Personal information
- Born: October 10, 1906 San Francisco, California, US
- Died: May 15, 1985 (aged 78) Palo Alto, California, US
- Education: Stanford University
- Height: 1.83 m (6 ft 0 in)
- Weight: 72 kg (159 lb)

Sport
- Country: United States
- Sport: Sprinting
- Events: 400 m, 400 m hurdles
- Club: Stanford Cardinal

Achievements and titles
- Personal bests: 400 m – 47.0 (1928) 400 mH – 55.7 (1926)

Medal record
Representing the United States
Olympic Games
| Gold medal – first place | 1928 Amsterdam | 4 × 400 m relay |

= Emerson Spencer =

American sprinter (1906–1985)

Emerson Lane "Bud" Spencer (October 10, 1906 – May 15, 1985) was an American sprinter who won a gold medal in the 4 × 400 m relay at the 1928 Summer Olympics, breaking the world record in the process. A week later he helped to set another world record, at 3:13.4 in the 4 × 440 yard relay in London.

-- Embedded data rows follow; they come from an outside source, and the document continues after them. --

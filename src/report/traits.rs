use crate::model::FetchError;

#[async_trait::async_trait]
pub trait ReportFetcher: Send + Sync {
    async fn fetch(&self, url: &str) -> Result<String, FetchError>;
}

Early in his career, Spencer competed in the hurdles in addition to sprinting, finishing second in the 220 yard low hurdles and fourth in the 120 yard high hurdles while running for Modesto High School in Modesto, California at the 1923 CIF California State Meet. In 1924, he was seriously injured in a traffic collision; he completely lost sight in one of his eyes and missed the 1925 track season.

In 1926, Spencer won his first major title, the 1926 AAU junior championships in the 440 yd hurdles. Next year he won the NCAA 440 yd event in 47.7 seconds, which was the world's fastest time that year. In May 1928 he set a world record in the 400 m at 47.0 s, but failed at the Olympic Trials and was only selected for the US team in the relay. After retiring from competitions he worked as the sports editor of The San Francisco News and then as athletics coach at Stanford University, his alma mater.